January 22, 2008
Researchers Support NYC Bathhouse Regulation
Medical researchers are voicing support for keeping New York City’s bathhouses open so they may be used as centers of study for tracking sexually transmitted disease progression in the city. Dr. Demetre C. Daskalakis, a professor at New York University’s School of Medicine, says bathhouses and commercial sex venues are valuable research tools and, if regulated by the city, may also be able to serve as testing and prevention centers.
The support for keeping the bathhouses open comes on the heels of an announcement made by Dr. Thomas Farley, advisor to the city’s health commissioner. Dr. Farley stated that New York City is experiencing a rise in HIV infection and syphilis among men who have sex with men (MSM), Gay City News reports (gaycitynews.com, 1/17). News of the recent rise in STDs sparked debate about the role bathhouses might play in the spread of HIV and syphilis.
Medical researchers advocate studying, rather than closing, the bathhouses, in order to better understand, track and treat potential infections. “The level of contact that we’ve created here has allowed us to access a population of men that we never would have surfaced,” Daskalakis told Gay City News. “It would be a horrific mistake for New York City to close bathhouses because we will drive these people underground and we will not see them again until they show up with AIDS.”

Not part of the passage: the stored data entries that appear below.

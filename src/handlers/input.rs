//! Reading command inputs from files or stdin.

use anyhow::{Context, Result};
use bucket_tree::{Headers, RawListingEntry};
use serde::de::DeserializeOwned;
use std::{
    fs,
    io::{self, Read},
    path::Path,
};

/// Read `path` as text; `-` means stdin.
pub fn read_input(path: &Path) -> Result<String> {
    if path == Path::new("-") {
        let mut buf = String::new();
        io::stdin()
            .read_to_string(&mut buf)
            .context("reading stdin")?;
        return Ok(buf);
    }
    fs::read_to_string(path).with_context(|| format!("reading {}", path.display()))
}

fn read_json<T: DeserializeOwned>(path: &Path) -> Result<T> {
    let raw = read_input(path)?;
    serde_json::from_str(&raw).with_context(|| format!("parsing JSON from {}", path.display()))
}

/// A listing file: a JSON array of raw listing hits.
pub fn read_listing(path: &Path) -> Result<Vec<RawListingEntry>> {
    let entries: Vec<RawListingEntry> = read_json(path)?;
    tracing::debug!("read {} listing hits from {}", entries.len(), path.display());
    Ok(entries)
}

/// A headers file: a JSON object of header name to string value.
pub fn read_headers(path: &Path) -> Result<Headers> {
    read_json(path)
}
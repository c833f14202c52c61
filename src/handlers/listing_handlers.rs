//! Handlers for directory listings and recursive rename/delete plans.
//! All paths given on the command line are filesystem paths; they go
//! through the mount prefix before being compared with store keys.

use crate::{errors::AppError, handlers::input::read_listing};
use bucket_tree::{ListingStore, MountContext, Plan, complete_hierarchy, plan_delete, plan_rename};
use serde::Serialize;
use std::path::Path;

/// One name in a directory listing.
#[derive(Debug, Serialize)]
pub struct ListedEntry {
    pub name: String,
    pub is_dir: bool,
    pub etag: String,
}

#[derive(Debug, Serialize)]
pub struct ListReply {
    /// Store key prefix that was listed (empty for the whole bucket).
    pub prefix: String,
    pub entries: Vec<ListedEntry>,
}

fn load_store(listing: &Path) -> Result<ListingStore, AppError> {
    let entries = read_listing(listing)?;
    Ok(ListingStore::from_entries(&entries))
}

/// Directory flag and etag for a listed name. The `name/` marker wins over
/// `name`, which may only be an alias of it. Names the store never saw are
/// implicit directories.
fn describe(store: &ListingStore, key: &str) -> (bool, String) {
    let marker = if key.ends_with('/') {
        None
    } else {
        store.get_entry(&format!("{}/", key))
    };
    let entry = marker.or_else(|| store.get_entry(key));
    match entry {
        Some(entry) => (entry.is_dir, entry.etag.clone()),
        None => (true, String::new()),
    }
}

/// `ls`: everything below `dir` (or the whole mount), implicit directories
/// included, sorted by name.
pub fn list_directory(
    ctx: &MountContext,
    listing: &Path,
    dir: Option<&str>,
    include_aliases: bool,
    with_slash: bool,
) -> Result<ListReply, AppError> {
    let store = load_store(listing)?;

    let prefix = match dir {
        Some(dir) => ctx.object_key(dir).trim_end_matches('/').to_string(),
        None => ctx.object_key("").trim_end_matches('/').to_string(),
    };
    let base = if prefix.is_empty() {
        String::new()
    } else {
        format!("{}/", prefix)
    };

    let mut names: Vec<String> = store
        .extract_names(!include_aliases, !with_slash)
        .filter_map(|name| {
            name.strip_prefix(base.as_str())
                .filter(|rest| !rest.is_empty() && *rest != "/")
                .map(str::to_string)
        })
        .collect();
    complete_hierarchy(&mut names, with_slash);
    names.sort();

    let entries = names
        .into_iter()
        .map(|name| {
            let key = format!("{}{}", base, name);
            let (is_dir, etag) = describe(&store, &key);
            ListedEntry { name, is_dir, etag }
        })
        .collect();

    Ok(ListReply { prefix, entries })
}

/// `plan-rename`: ordered steps to move directory `from` to `to`.
pub fn rename_directory(
    ctx: &MountContext,
    listing: &Path,
    from: &str,
    to: &str,
) -> Result<Plan, AppError> {
    let store = load_store(listing)?;
    let plan = plan_rename(&store, &ctx.object_key(from), &ctx.object_key(to))?;
    tracing::info!("planned rename {} -> {} in {} steps", from, to, plan.steps.len());
    Ok(plan)
}

/// `plan-delete`: ordered steps to remove directory `dir` and its contents.
pub fn delete_directory(ctx: &MountContext, listing: &Path, dir: &str) -> Result<Plan, AppError> {
    let store = load_store(listing)?;
    let plan = plan_delete(&store, &ctx.object_key(dir))?;
    tracing::info!("planned delete of {} in {} steps", dir, plan.steps.len());
    Ok(plan)
}
use std::{
    convert::Infallible,
    future::{ready, Ready},
    sync::{
        atomic::{AtomicUsize, Ordering},
        Arc,
    },
    task::{Context, Poll},
};

use http::{header, Method, Request, Response};
use tower::Service;

pub(crate) type Body = String;

/// Request builder pre-filled with an optional `Origin`.
pub(crate) fn request(method: Method, origin: Option<&'static str>) -> http::request::Builder {
    let builder = Request::builder().method(method).uri("/resource");
    match origin {
        Some(origin) => builder.header(header::ORIGIN, origin),
        None => builder,
    }
}

/// Inner service answering `200 OK` with body `"handled"` and counting calls.
#[derive(Clone, Debug, Default)]
pub(crate) struct Handler {
    calls: Arc<AtomicUsize>,
}

impl Handler {
    pub(crate) fn calls(&self) -> usize {
        self.calls.load(Ordering::SeqCst)
    }
}

impl Service<Request<Body>> for Handler {
    type Response = Response<Body>;
    type Error = Infallible;
    type Future = Ready<Result<Self::Response, Self::Error>>;

    fn poll_ready(&mut self, _cx: &mut Context<'_>) -> Poll<Result<(), Self::Error>> {
        Poll::Ready(Ok(()))
    }

    fn call(&mut self, _req: Request<Body>) -> Self::Future {
        self.calls.fetch_add(1, Ordering::SeqCst);
        ready(Ok(Response::new("handled".to_owned())))
    }
}
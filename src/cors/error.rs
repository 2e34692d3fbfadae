use std::fmt;

/// Error returned when a [`CorsConfig`] cannot be turned into a policy.
///
/// All of these are detected once, when the policy is built. Handling a
/// request never fails.
///
/// [`CorsConfig`]: super::CorsConfig
#[derive(Debug, Clone, PartialEq, Eq)]
pub struct ConfigError {
    kind: Kind,
}

#[derive(Debug, Clone, PartialEq, Eq)]
enum Kind {
    WildcardWithCredentials,
    InvalidOrigin(String),
    InvalidMethod(String),
    InvalidHeader(String),
}

impl ConfigError {
    pub(super) fn wildcard_with_credentials() -> Self {
        Self {
            kind: Kind::WildcardWithCredentials,
        }
    }

    pub(super) fn invalid_origin(origin: &str) -> Self {
        Self {
            kind: Kind::InvalidOrigin(origin.to_owned()),
        }
    }

    pub(super) fn invalid_method(method: &str) -> Self {
        Self {
            kind: Kind::InvalidMethod(method.to_owned()),
        }
    }

    pub(super) fn invalid_header(header: &str) -> Self {
        Self {
            kind: Kind::InvalidHeader(header.to_owned()),
        }
    }

    /// Returns `true` if all origins and credentials were allowed together.
    ///
    /// A wildcard `Access-Control-Allow-Origin` may not be combined with
    /// `Access-Control-Allow-Credentials: true`, so such a config is rejected.
    pub fn is_wildcard_with_credentials(&self) -> bool {
        matches!(self.kind, Kind::WildcardWithCredentials)
    }

    /// Returns `true` if an allowed origin is not a legal header value.
    pub fn is_invalid_origin(&self) -> bool {
        matches!(self.kind, Kind::InvalidOrigin(_))
    }

    /// Returns `true` if an allowed method is not a valid HTTP method token.
    pub fn is_invalid_method(&self) -> bool {
        matches!(self.kind, Kind::InvalidMethod(_))
    }

    /// Returns `true` if an allowed header is not a valid header name.
    pub fn is_invalid_header(&self) -> bool {
        matches!(self.kind, Kind::InvalidHeader(_))
    }
}

impl fmt::Display for ConfigError {
    fn fmt(&self, f: &mut fmt::Formatter<'_>) -> fmt::Result {
        match &self.kind {
            Kind::WildcardWithCredentials => f.write_str(
                "cors: allowing all origins conflicts with allowing credentials",
            ),
            Kind::InvalidOrigin(origin) => write!(f, "cors: invalid allowed origin {:?}", origin),
            Kind::InvalidMethod(method) => write!(f, "cors: invalid allowed method {:?}", method),
            Kind::InvalidHeader(header) => write!(f, "cors: invalid allowed header {:?}", header),
        }
    }
}

impl std::error::Error for ConfigError {}
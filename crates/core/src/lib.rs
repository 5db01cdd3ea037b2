//! Core types and configuration for the quantline system.
//!
//! This crate provides shared types used across all other crates:
//! - Record and update types (raw rows, normalized instrument updates, time groups)
//! - Date handling and numeric coercion
//! - Configuration structures
//! - Common error types

pub mod config;
pub mod error;
pub mod types;

pub use config::{Config, DataConfig, FeatureConfig, FeatureParams};
pub use error::{Error, Result};
pub use types::*;
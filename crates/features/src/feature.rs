//! Feature contract.

use crate::provider::LookbackProvider;
use quantline_core::{FeatureParams, Result, Timestamp};
use serde::{Deserialize, Serialize};
use std::collections::BTreeMap;

/// Current market-level feature values, keyed by feature name.
pub type MarketFeatures = BTreeMap<String, f64>;

/// Per-instrument result of a feature at one point in time.
#[derive(Debug, Clone, PartialEq, Serialize, Deserialize)]
pub struct InstrumentValues {
    /// Row the values belong to; `None` if no data existed yet.
    pub time: Option<Timestamp>,
    /// Instrument order of `values`.
    pub instruments: Vec<String>,
    pub values: Vec<Option<f64>>,
}

impl InstrumentValues {
    /// Value for one instrument.
    pub fn get(&self, instrument_id: &str) -> Option<f64> {
        let idx = self.instruments.iter().position(|i| i == instrument_id)?;
        self.values.get(idx).copied().flatten()
    }
}

/// A derived feature computed from a bounded window of prior aligned data.
///
/// Implementations must only read what `lookback` exposes, which never goes
/// past `time`, and must restrict themselves to the trailing
/// `params.period` rows. Shorter histories are used as they are.
pub trait Feature: Send + Sync {
    /// Per-instrument value at `time`.
    fn compute_for_instrument(
        &self,
        update_num: usize,
        time: Timestamp,
        params: &FeatureParams,
        feature_key: &str,
        lookback: &dyn LookbackProvider,
    ) -> Result<InstrumentValues>;

    /// Market-level value at `time`.
    fn compute_for_market(
        &self,
        update_num: usize,
        time: Timestamp,
        params: &FeatureParams,
        feature_key: &str,
        current_market_features: &MarketFeatures,
        lookback: &dyn LookbackProvider,
    ) -> Result<Option<f64>>;
}
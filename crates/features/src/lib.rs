//! Rolling feature computation for the quantline system.
//!
//! This crate handles:
//! - The feature contract (`Feature`) and its lookback provider
//! - Market-level history
//! - Percentile rank feature
//! - Registry and engine evaluating configured features

pub mod engine;
pub mod feature;
pub mod provider;
pub mod rank;
pub mod registry;

pub use engine::FeatureEngine;
pub use feature::{Feature, InstrumentValues, MarketFeatures};
pub use provider::{HistoryView, LookbackProvider, MarketHistory, MarketSeries, MarketWindow};
pub use rank::{percentile_ranks, RankFeature};
pub use registry::FeatureRegistry;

According to the article, Daskalakis has been conducting HIV research in two Manhattan bathhouses—the East Side Club and the West Side Club—since 2006. So far, he has tested about 1,000 MSMs for HIV and other STDs and has referred those in need of health care to Bellevue Hospital, which is funding his studies.
Another expert, Dr. Robert S. Janssen, director of HIV/AIDS prevention at the Centers for Disease Control and Prevention (CDC), said in a statement: “The current role of high-risk venues, such as bathhouses in the HIV epidemic is not completely clear. However, these venues do provide important opportunities to reach at-risk individuals who might not otherwise be reached by HIV prevention programs.”